Absolutely. There are solutions that address the issues of misuse and diversion. Dr. Buckley talked about Project Lazarus. We don't necessarily need to decrease the opioid prescriptions to decrease opioid deaths.
There needs to be evidence-based research for alternative, effective, and low-cost treatments for pain. We need to accept that this is a community problem; it's not just a medical problem. We need to get people involved through education. We need strategies to take leftover medications back in drug take-back programs. That's huge. You heard about that in your last meeting. We need better national data in order to plan targeted approaches to medication misuse, and patients need timely access to care in their local communities.
These are the faces of why we do the work we do. A young man passed away from an opioid overdose in Oakville. Two months later, a friend of his passed away from opioid overdose. They had not been doing anything for quite some time, but their tolerance levels changed. They went back one time only to try what they had done before, and they no longer are with us.
We need to help these kids. They're the targets where we can make a difference, just like when we had our seat-belt rules 30 years ago.

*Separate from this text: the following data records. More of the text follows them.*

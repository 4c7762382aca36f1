//! Operator tool for the agent economy: register an agent keypair, seed a
//! funded poster/worker pair for a quick demo of spec scenario S1, generate
//! the platform's Ed25519 signing key file, and poll every service's
//! `/health`. Grounded in `eltris-cli/src/main.rs`'s `clap::Parser` +
//! subcommand-enum shape, extended with real `reqwest` calls since this tool
//! replaces `eltris-cli` entirely and carries no Bitcoin/Lightning concepts.

use agent_economy_common::envelope;
use agent_economy_common::identity_client::IdentityClient;
use agent_economy_common::logging;
use agent_economy_common::platform_signer::PlatformSigner;
use base64::engine::general_purpose::STANDARD;
use base64::Engine;
use clap::{Parser, Subcommand};
use ed25519_dalek::SigningKey;
use rand::rngs::OsRng;
use serde_json::json;
use std::path::PathBuf;
use std::time::Duration;

#[derive(Parser)]
#[command(name = "agent-cli")]
#[command(about = "Operator CLI for the agent economy's trust-plane services")]
struct Cli {
    #[command(subcommand)]
    command: Commands,
}

#[derive(Subcommand)]
enum Commands {
    /// Register a new agent with a freshly generated Ed25519 keypair.
    Register {
        display_name: String,
        #[arg(long, default_value = "http://127.0.0.1:8001")]
        identity_url: String,
        /// Write the base64-encoded signing seed here instead of stdout.
        #[arg(long)]
        key_out: Option<PathBuf>,
    },
    /// Register a poster and a worker, fund the poster's account, and print
    /// both agents' ids and keys - the starting point for spec scenario S1.
    Seed {
        #[arg(long, default_value = "http://127.0.0.1:8001")]
        identity_url: String,
        #[arg(long, default_value = "http://127.0.0.1:8002")]
        central_bank_url: String,
        #[arg(long, default_value = "platform")]
        platform_agent_id: String,
        #[arg(long, default_value = "./keys/platform.key")]
        platform_key_path: PathBuf,
        #[arg(long, default_value_t = 1000)]
        poster_balance: i64,
    },
    /// Generate a fresh Ed25519 seed for the platform agent and write it to
    /// disk in the format `PlatformSigner::load` expects.
    GenerateKey {
        #[arg(long, default_value = "./keys/platform.key")]
        out: PathBuf,
    },
    /// Poll `/health` on each of the four services and print their counters.
    Status {
        #[arg(long, default_value = "http://127.0.0.1:8001")]
        identity_url: String,
        #[arg(long, default_value = "http://127.0.0.1:8002")]
        central_bank_url: String,
        #[arg(long, default_value = "http://127.0.0.1:8003")]
        task_board_url: String,
        #[arg(long, default_value = "http://127.0.0.1:8004")]
        court_url: String,
    },
}

const TIMEOUT: Duration = Duration::from_secs(5);

#[tokio::main]
async fn main() {
    logging::init_tracing("info");
    let cli = Cli::parse();

    let result = match cli.command {
        Commands::Register { display_name, identity_url, key_out } => {
            register(&display_name, &identity_url, key_out.as_deref()).await
        }
        Commands::Seed { identity_url, central_bank_url, platform_agent_id, platform_key_path, poster_balance } => {
            seed(&identity_url, &central_bank_url, &platform_agent_id, &platform_key_path, poster_balance).await
        }
        Commands::GenerateKey { out } => generate_key(&out),
        Commands::Status { identity_url, central_bank_url, task_board_url, court_url } => {
            status(&identity_url, &central_bank_url, &task_board_url, &court_url).await
        }
    };

    if let Err(e) = result {
        eprintln!("agent-cli: {e:#}");
        std::process::exit(1);
    }
}

async fn register(display_name: &str, identity_url: &str, key_out: Option<&std::path::Path>) -> anyhow::Result<()> {
    let signing_key = SigningKey::generate(&mut OsRng);
    let public_key = envelope::format_public_key(&signing_key.verifying_key());
    let seed_b64 = STANDARD.encode(signing_key.to_bytes());

    let client = IdentityClient::new(identity_url, TIMEOUT);
    let agent = client.register(display_name, &public_key).await?;

    match key_out {
        Some(path) => {
            std::fs::write(path, &seed_b64)?;
            println!("registered {} as {}", display_name, agent.agent_id);
            println!("signing key written to {}", path.display());
        }
        None => {
            println!("registered {} as {}", display_name, agent.agent_id);
            println!("signing key (base64 seed, keep secret): {seed_b64}");
        }
    }
    Ok(())
}

fn generate_key(out: &std::path::Path) -> anyhow::Result<()> {
    if let Some(parent) = out.parent() {
        std::fs::create_dir_all(parent)?;
    }
    let signing_key = SigningKey::generate(&mut OsRng);
    std::fs::write(out, STANDARD.encode(signing_key.to_bytes()))?;
    println!("platform signing key written to {}", out.display());
    Ok(())
}

async fn seed(
    identity_url: &str,
    central_bank_url: &str,
    platform_agent_id: &str,
    platform_key_path: &std::path::Path,
    poster_balance: i64,
) -> anyhow::Result<()> {
    let identity = IdentityClient::new(identity_url, TIMEOUT);
    let platform_signer = PlatformSigner::load(
        platform_key_path.to_str().expect("platform key path must be valid utf-8"),
        platform_agent_id.to_string(),
    )
    .map_err(anyhow::Error::msg)?;
    let http = reqwest::Client::builder().timeout(TIMEOUT).build()?;

    let poster_key = SigningKey::generate(&mut OsRng);
    let poster_public = envelope::format_public_key(&poster_key.verifying_key());
    let poster = identity.register("poster", &poster_public).await?;

    let worker_key = SigningKey::generate(&mut OsRng);
    let worker_public = envelope::format_public_key(&worker_key.verifying_key());
    let worker = identity.register("worker", &worker_public).await?;

    let create_poster_account = platform_signer.sign(&json!({
        "action": "create_account",
        "account_id": poster.agent_id,
        "initial_balance": poster_balance,
    }));
    post_token(&http, central_bank_url, "/accounts", &create_poster_account).await?;

    let create_worker_account = envelope::encode(
        &worker.agent_id,
        &json!({"action": "create_account", "account_id": worker.agent_id, "initial_balance": 0}),
        &worker_key,
    );
    post_token(&http, central_bank_url, "/accounts", &create_worker_account).await?;

    println!("seeded demo population:");
    println!(
        "  poster: {} (balance {}), signing key: {}",
        poster.agent_id,
        poster_balance,
        STANDARD.encode(poster_key.to_bytes())
    );
    println!(
        "  worker: {} (balance 0), signing key: {}",
        worker.agent_id,
        STANDARD.encode(worker_key.to_bytes())
    );
    Ok(())
}

async fn post_token(http: &reqwest::Client, base_url: &str, path: &str, token: &str) -> anyhow::Result<()> {
    let resp = http
        .post(format!("{}{path}", base_url.trim_end_matches('/')))
        .json(&json!({"token": token}))
        .send()
        .await?;
    if !resp.status().is_success() {
        let status = resp.status();
        let body = resp.text().await.unwrap_or_default();
        anyhow::bail!("{path} returned {status}: {body}");
    }
    Ok(())
}

async fn status(identity_url: &str, central_bank_url: &str, task_board_url: &str, court_url: &str) -> anyhow::Result<()> {
    let http = reqwest::Client::builder().timeout(TIMEOUT).build()?;
    for (name, url) in [
        ("identity", identity_url),
        ("central-bank", central_bank_url),
        ("task-board", task_board_url),
        ("court", court_url),
    ] {
        match http.get(format!("{}/health", url.trim_end_matches('/'))).send().await {
            Ok(resp) if resp.status().is_success() => {
                let body: serde_json::Value = resp.json().await.unwrap_or_default();
                println!("{name}: ok {body}");
            }
            Ok(resp) => println!("{name}: unhealthy (status {})", resp.status()),
            Err(e) => println!("{name}: unreachable ({e})"),
        }
    }
    Ok(())
}
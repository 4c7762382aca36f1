//! YAML configuration loading shared by all four services, per spec section
//! 6.4. Each service defines its own settings struct (embedding the fields
//! below) and calls [`load`] with the path from `CONFIG_PATH` (falling back
//! to `./config.yaml`). A missing file or a section that fails to deserialize
//! is a loud startup failure, never a silently-defaulted value.

use serde::de::DeserializeOwned;
use std::env;
use std::path::PathBuf;

pub const DEFAULT_CONFIG_PATH: &str = "./config.yaml";
pub const CONFIG_PATH_VAR: &str = "CONFIG_PATH";

pub fn config_path() -> PathBuf {
    env::var(CONFIG_PATH_VAR)
        .map(PathBuf::from)
        .unwrap_or_else(|_| PathBuf::from(DEFAULT_CONFIG_PATH))
}

/// Loads and deserializes `T` from the YAML file at `path`. Returns a plain
/// `String` describing the failure - the caller logs it with `error!` and
/// exits; see `common::logging::fail_startup`.
pub fn load<T: DeserializeOwned>(path: &std::path::Path) -> Result<T, String> {
    let builder = config::Config::builder()
        .add_source(config::File::from(path.to_path_buf()).required(true));
    let settings = builder
        .build()
        .map_err(|e| format!("failed to read config file {}: {e}", path.display()))?;
    settings
        .try_deserialize()
        .map_err(|e| format!("config file {} is missing or malformed: {e}", path.display()))
}

pub fn default_log_level() -> String {
    "info".to_string()
}

pub fn default_max_body_bytes() -> usize {
    1024 * 1024 // 1 MiB
}

pub fn default_request_timeout_ms() -> u64 {
    5_000
}
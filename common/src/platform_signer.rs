//! Holds the platform agent's private key so Task Board and Court can sign
//! their own outbound calls to Central Bank (`escrow_release`, `escrow_split`)
//! and to each other (`record_ruling`), the same way the original's
//! `DemoSigner`/`PlatformSigner` holds a key to act as the platform.
//!
//! The key is stored on disk as a base64-encoded 32-byte Ed25519 seed rather
//! than PEM, to avoid pulling in a PEM-parsing dependency the rest of the
//! stack doesn't otherwise need.

use crate::envelope;
use base64::engine::general_purpose::STANDARD;
use base64::Engine;
use ed25519_dalek::SigningKey;
use serde_json::Value;

pub struct PlatformSigner {
    pub agent_id: String,
    signing_key: SigningKey,
}

impl PlatformSigner {
    pub fn load(key_path: &str, agent_id: impl Into<String>) -> Result<Self, String> {
        let raw = std::fs::read_to_string(key_path)
            .map_err(|e| format!("failed to read platform signing key at {key_path}: {e}"))?;
        let bytes = STANDARD
            .decode(raw.trim())
            .map_err(|e| format!("platform signing key is not valid base64: {e}"))?;
        let seed: [u8; 32] = bytes
            .try_into()
            .map_err(|_| "platform signing key must be exactly 32 raw bytes".to_string())?;
        Ok(Self {
            agent_id: agent_id.into(),
            signing_key: SigningKey::from_bytes(&seed),
        })
    }

    /// Signs `payload` (which must already carry an `"action"` field) as the
    /// platform agent.
    pub fn sign(&self, payload: &Value) -> String {
        envelope::encode(&self.agent_id, payload, &self.signing_key)
    }
}
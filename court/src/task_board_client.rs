//! Dedicated Task Board client for Court. `agent_economy_common::downstream`
//! collapses every non-2xx response into one configured error, but
//! `file_dispute` needs to tell a genuine 404 (task doesn't exist, pass
//! through as `TASK_NOT_FOUND`) apart from a connection failure or any other
//! Task Board error (`TASK_BOARD_UNAVAILABLE`), so this client is scoped to
//! the court crate rather than shared.

use agent_economy_common::error::{ErrorCode, ServiceError};
use serde_json::{json, Value};
use std::time::Duration;

#[derive(Debug, Clone)]
pub struct TaskBoardClient {
    http: reqwest::Client,
    base_url: String,
}

impl TaskBoardClient {
    pub fn new(base_url: impl Into<String>, timeout: Duration) -> Self {
        let http = reqwest::Client::builder()
            .timeout(timeout)
            .build()
            .expect("reqwest client builds with a valid timeout");
        Self {
            http,
            base_url: base_url.into(),
        }
    }

    fn url(&self, path: &str) -> String {
        format!("{}{}", self.base_url.trim_end_matches('/'), path)
    }

    fn unavailable(&self, err: impl std::fmt::Display) -> ServiceError {
        tracing::error!(error = %err, "task board unavailable");
        ServiceError::new(ErrorCode::TaskBoardUnavailable, "task board is unavailable")
    }

    /// `None` on a genuine 404; any other failure is `TASK_BOARD_UNAVAILABLE`.
    pub async fn get_task(&self, task_id: &str) -> Result<Option<Value>, ServiceError> {
        let resp = self
            .http
            .get(self.url(&format!("/tasks/{task_id}")))
            .send()
            .await
            .map_err(|e| self.unavailable(e))?;

        if resp.status() == reqwest::StatusCode::NOT_FOUND {
            return Ok(None);
        }
        if !resp.status().is_success() {
            return Err(self.unavailable(format!("get_task returned {}", resp.status())));
        }
        resp.json().await.map_err(|e| self.unavailable(e))
    }

    pub async fn record_ruling(&self, task_id: &str, token: &str) -> Result<(), ServiceError> {
        let resp = self
            .http
            .post(self.url(&format!("/tasks/{task_id}/ruling")))
            .json(&json!({"token": token}))
            .send()
            .await
            .map_err(|e| self.unavailable(e))?;

        if !resp.status().is_success() {
            return Err(self.unavailable(format!("record_ruling returned {}", resp.status())));
        }
        Ok(())
    }
}
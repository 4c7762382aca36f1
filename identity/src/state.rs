use agent_economy_common::db::Pools;
use sqlx::SqlitePool;
use std::sync::Arc;
use tokio::sync::Mutex;

/// Process-wide application state, constructed once at startup and passed
/// into every handler via `axum::extract::State` - never thread-local.
#[derive(Clone)]
pub struct AppState {
    pub writer: SqlitePool,
    pub reader: SqlitePool,
    /// Serializes all mutations, per spec section 5.
    pub write_lock: Arc<Mutex<()>>,
}

impl AppState {
    pub fn new(pools: Pools) -> Self {
        Self {
            writer: pools.writer,
            reader: pools.reader,
            write_lock: Arc::new(Mutex::new(())),
        }
    }
}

None of us wore seat belts before. We need to go back and make sure that people keep things safe. Each of you today will get a medication lock-box. It's critical. We lock medications up in a pharmacy. Then we take them home. Our Ontario Student Drug Use and Health Survey, which CAMH will present on Wednesday, indicates that 20% of kids misuse medication drugs that were legally prescribed to their aunt, uncle, grandmother, or father. We need to make sure that those kids don't get addicted. We need to keep things safe.
I hope you'll safely store your things at home. We'll make a change. It'll take us awhile, but we can get there.